Некоторые специалисты склонны полагать, что командующий германо-турецким флотом имел все возможности тут же развить первоначальный успех и нанести русским значительно более чувствительные потери (напомним, что в ходе бомбардировки Севастополя ни один из кораблей русской эскадры не получил даже повреждений). Н.А. Монастырев, например, недоумевал, почему В. Сушон не довел до конца верное дело против дивизиона князя В.В. Трубецкого, а затем «не остался ждать выхода нашей эскадры, с которой он мог свободно вступить в бой, да еще в таких выгодных условиях для него»{265}.

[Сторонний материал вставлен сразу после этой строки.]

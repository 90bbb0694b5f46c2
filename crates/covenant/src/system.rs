//! Constraint system: the shared function table plus the compiled
//! constraint list, evaluated together against typed models and states.

use std::marker::PhantomData;

use indexmap::IndexMap;
use serde::Serialize;

use covenant_dsl::{Diagnostics, Functions, TextProcessor, Value};

use crate::constraint::{Constraint, ConstraintData, Evaluation};
use crate::error::Error;
use crate::plugin::ConstraintSystemPlugin;

/// Selects which evaluations a [`Report`] keeps.
pub enum EvaluationFilter {
    All,
    Consistent,
    Inconsistent,
    /// Keep evaluations whose constraint definition matches a predicate.
    Resource(Box<dyn Fn(&ConstraintData) -> bool>),
}

impl EvaluationFilter {
    fn keep(&self, evaluation: &Evaluation) -> bool {
        match self {
            EvaluationFilter::All => true,
            EvaluationFilter::Consistent => evaluation.consistent,
            EvaluationFilter::Inconsistent => !evaluation.consistent,
            EvaluationFilter::Resource(predicate) => predicate(&evaluation.resource),
        }
    }
}

impl Default for EvaluationFilter {
    fn default() -> Self {
        EvaluationFilter::All
    }
}

/// The full evaluation result for one model/state pair.
///
/// `checked_constraints` always lists every registered constraint; the
/// filter applies to `evaluation` only.
#[derive(Debug, Serialize)]
pub struct Report<'a, M, S> {
    pub checked_model: &'a M,
    pub checked_state: &'a S,
    pub checked_constraints: Vec<ConstraintData>,
    pub evaluation: Vec<Evaluation>,
}

/// Variable-occurrence tallies for one consistency outcome.
#[derive(Debug, Clone, Default, PartialEq, Serialize)]
pub struct StatBucket {
    /// Number of constraints that landed in this bucket.
    pub total: usize,
    /// Model variable occurrences summed over the bucket, by dotted path.
    pub model: IndexMap<String, usize>,
    /// State variable occurrences summed over the bucket, by dotted path.
    pub state: IndexMap<String, usize>,
}

impl StatBucket {
    fn absorb(&mut self, constraint: &Constraint) {
        self.total += 1;
        for (path, count) in constraint.model_var_occurrences() {
            *self.model.entry(path.clone()).or_insert(0) += count;
        }
        for (path, count) in constraint.state_var_occurrences() {
            *self.state.entry(path.clone()).or_insert(0) += count;
        }
    }
}

/// Which variables correlate with failures: per-outcome occurrence tallies
/// for one model/state pair.
#[derive(Debug, Clone, PartialEq, Serialize)]
pub struct StatisticsReport {
    pub total_constraints: usize,
    pub consistent: StatBucket,
    pub inconsistent: StatBucket,
}

/// A set of compiled constraints and registered functions, evaluated
/// against models of type `M` and states of type `S`.
///
/// Models and states are serialized to JSON at the evaluation boundary;
/// the DSL addresses their fields through that representation.
pub struct ConstraintSystem<M, S> {
    functions: Functions,
    constraints: Vec<Constraint>,
    _marker: PhantomData<fn(&M, &S)>,
}

impl<M, S> Default for ConstraintSystem<M, S> {
    fn default() -> Self {
        Self::new()
    }
}

impl<M, S> ConstraintSystem<M, S> {
    pub fn new() -> Self {
        Self {
            functions: Functions::new(),
            constraints: Vec::new(),
            _marker: PhantomData,
        }
    }

    /// Compile and append a constraint. Bad DSL source is rejected here,
    /// before any evaluation.
    pub fn add_constraint(&mut self, data: ConstraintData) -> Result<(), Error> {
        self.constraints.push(Constraint::new(data)?);
        Ok(())
    }

    pub fn add_constraints(
        &mut self,
        data: impl IntoIterator<Item = ConstraintData>,
    ) -> Result<(), Error> {
        for item in data {
            self.add_constraint(item)?;
        }
        Ok(())
    }

    /// Register a custom function, callable as `NAME(args...)` in
    /// constraints and message templates. Duplicate names are rejected.
    pub fn add_function(
        &mut self,
        name: impl Into<String>,
        function: impl Fn(&[Value]) -> Value + 'static,
    ) -> Result<(), Error> {
        self.functions.register(name, function)?;
        Ok(())
    }

    /// Register a statement: referenced by bare name, invoked with the
    /// whole model and state.
    pub fn add_statement(
        &mut self,
        name: impl Into<String>,
        statement: impl Fn(&Value, &Value) -> Value + 'static,
    ) -> Result<(), Error> {
        self.functions.register(name, move |args: &[Value]| {
            let model = args.first().cloned().unwrap_or(Value::Null);
            let state = args.get(1).cloned().unwrap_or(Value::Null);
            statement(&model, &state)
        })?;
        Ok(())
    }

    /// Run both registration phases of a plugin, functions first so that
    /// the plugin's own constraints can already reference them.
    pub async fn register_plugin<P>(&mut self, plugin: &P) -> Result<(), Error>
    where
        P: ConstraintSystemPlugin<M, S>,
    {
        plugin.register_functions(self).await?;
        plugin.register_constraints(self).await?;
        tracing::info!(plugin = %std::any::type_name::<P>(), "registered plugin");
        Ok(())
    }

    pub fn num_constraints(&self) -> usize {
        self.constraints.len()
    }
}

impl<M: Serialize, S: Serialize> ConstraintSystem<M, S> {
    /// Evaluate every constraint against every model, producing one report
    /// per model. The state is fixed across the call; the filter selects
    /// which evaluations each report keeps.
    pub fn evaluate<'a>(
        &self,
        models: &'a [M],
        state: &'a S,
        filter: &EvaluationFilter,
    ) -> Result<Vec<Report<'a, M, S>>, Error> {
        let state_json = serde_json::to_value(state)?;
        models
            .iter()
            .map(|model| self.report(model, state, &state_json, filter))
            .collect()
    }

    /// Single-model convenience wrapper around [`ConstraintSystem::evaluate`].
    pub fn evaluate_one<'a>(
        &self,
        model: &'a M,
        state: &'a S,
        filter: &EvaluationFilter,
    ) -> Result<Report<'a, M, S>, Error> {
        let state_json = serde_json::to_value(state)?;
        self.report(model, state, &state_json, filter)
    }

    fn report<'a>(
        &self,
        model: &'a M,
        state: &'a S,
        state_json: &serde_json::Value,
        filter: &EvaluationFilter,
    ) -> Result<Report<'a, M, S>, Error> {
        let model_json = serde_json::to_value(model)?;
        let evaluation = self
            .constraints
            .iter()
            .map(|constraint| constraint.evaluate(&model_json, state_json, &self.functions))
            .filter(|evaluation| filter.keep(evaluation))
            .collect();
        Ok(Report {
            checked_model: model,
            checked_state: state,
            checked_constraints: self
                .constraints
                .iter()
                .map(|constraint| constraint.data().clone())
                .collect(),
            evaluation,
        })
    }

    /// Check every constraint and accumulate its variable-occurrence counts
    /// into the bucket matching its outcome.
    pub fn evaluate_statistics(&self, model: &M, state: &S) -> Result<StatisticsReport, Error> {
        let model_json = serde_json::to_value(model)?;
        let state_json = serde_json::to_value(state)?;
        let mut consistent = StatBucket::default();
        let mut inconsistent = StatBucket::default();
        for constraint in &self.constraints {
            if constraint.is_consistent(&model_json, &state_json, &self.functions) {
                consistent.absorb(constraint);
            } else {
                inconsistent.absorb(constraint);
            }
        }
        Ok(StatisticsReport {
            total_constraints: self.constraints.len(),
            consistent,
            inconsistent,
        })
    }

    /// Number of constraints consistent for this model/state pair. Not
    /// cached; every call re-evaluates the full constraint list.
    pub fn num_consistent_constraints(&self, model: &M, state: &S) -> Result<usize, Error> {
        let model_json = serde_json::to_value(model)?;
        let state_json = serde_json::to_value(state)?;
        Ok(self
            .constraints
            .iter()
            .filter(|constraint| {
                constraint.is_consistent(&model_json, &state_json, &self.functions)
            })
            .count())
    }

    pub fn num_inconsistent_constraints(&self, model: &M, state: &S) -> Result<usize, Error> {
        Ok(self.num_constraints() - self.num_consistent_constraints(model, state)?)
    }

    /// One-off template interpolation outside any constraint.
    pub fn get_message(&self, template: &str, model: &M, state: &S) -> Result<String, Error> {
        let model_json = serde_json::to_value(model)?;
        let state_json = serde_json::to_value(state)?;
        let mut processor = TextProcessor::new(template, &self.functions);
        let mut diags = Diagnostics::new();
        Ok(processor.process(&model_json, &state_json, &self.functions, false, &mut diags))
    }
}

Мотивы этих решений германского адмирала, на наш взгляд, очевидны: результаты чисто военного свойства не являлись для В. Сушона главными, тем более что определенная им цель операции — уничтожение русского Черноморского флота —
О политической подоплеке замысла В. Сушона свидетельствует и не лишенная цинизма преамбула к его оперативной директиве от 14 (27) октября: «Многие сведения указывают на то, что русский Черноморский флот готовит нападение» {266} . Очевидно, младотурки и их германские покровители заранее готовили почву для весьма беззастенчивой по содержанию, однако топорной по исполнению фальсификации — публикации нелепых измышлений о присутствии российских военных кораблей перед устьем Босфора накануне нападения турок на Одессу и Севастополь. Высокая Порта, следуя древнему девизу «audacter calumniare, semper aliquid haeret» [56] , распространила даже некоторые «подробности» этого якобы имевшего место инцидента. По версии оттоманских властей, 14-15 (27-28) октября русская эскадра наблюдала за маневрами турецкого флота и мешала последнему, а утром 16 (29) октября русский корабельный отряд (приводился и его состав: заградитель «Прут», три миноносца и транспорт-угольщик) подошел к Босфору с явным намерением ставить мины и даже открыл огонь по приблизившимся турецким кораблям. Вслед за этим перед устьем Босфора разыгралось сражение, в результате которого русский флот потерял два миноносца и обратился в бегство, а победоносные турки направились к Одессе и Севастополю и там развили успех. Неприятель посчитал полезным многократно преувеличить масштабы своих достижений и объявил об уничтожении русского крейсера и повреждении еще одного, а также о потоплении парохода Добровольного флота {267} . Высказанный в свое время Джемаль-пашой тезис о том, что автором легенды о нападении русских является сам В. Сушон {268} , подтверждают и современные германские исследователи. В 1999 г. Б. Лангензипен, Д. Ноттельман и И. Крюсман опубликовали текст телеграммы германского адмирала в турецкую ставку от 2 часов пополудни 16 (29) октября: «Русский флот 27 и 28 октября следил за всеми передвижениями турецкого флота и планомерно мешал всем учениям. Сегодня русский флот начал враждебные действия…» {269} .
56
Клевещи смело, всегда что-нибудь да останется (лат).
В секретном донесении кайзеру от 21 октября (3 ноября) В. Сушон, разумеется, воздержался от фантазий о коварном нападении русского флота, зато бестактные ссылки на «враждебный акт» со стороны русских фигурируют в телеграмме великого визиря, которую оттоманский поверенный в делах Фахреддин-бей передал С.Д. Сазонову 19 октября (1 ноября). В этом послании Порта безуспешно пыталась сохранить лицо после выпада В. Сушона и самонадеянно обязалась исключить «возможность повторения подобных фактов»{270}. Однако время дипломатических переговоров уже миновало, и на следующий день чины турецкого посольства покинули Петроград. В тот же день — 20 октября (2 ноября) — легенда о русских кораблях у Босфора была растиражирована в ираде султана Мехмеда V об объявлении джихада державам Антанты{271}.
Кстати, лживый пассаж, интерпретирующий неспровоцированную агрессию как «акт возмездия», имеет широкое хождение в мемуарах свидетелей этих «великих дней» (выражение Р. Фирле){272} и, более того, воспроизведен в первом многотомном описании Первой мировой войны, опубликованном в Германии в начале 20-х годов прошлого столетия{273}. Только в 1928 г., когда в официальном цикле «Das Marine-Archiv-Werk: Der Krieg zur See 1914-1918» вышла в свет книга Г. Лорея, версия о нападении русского флота на Босфор была изъята из обращения.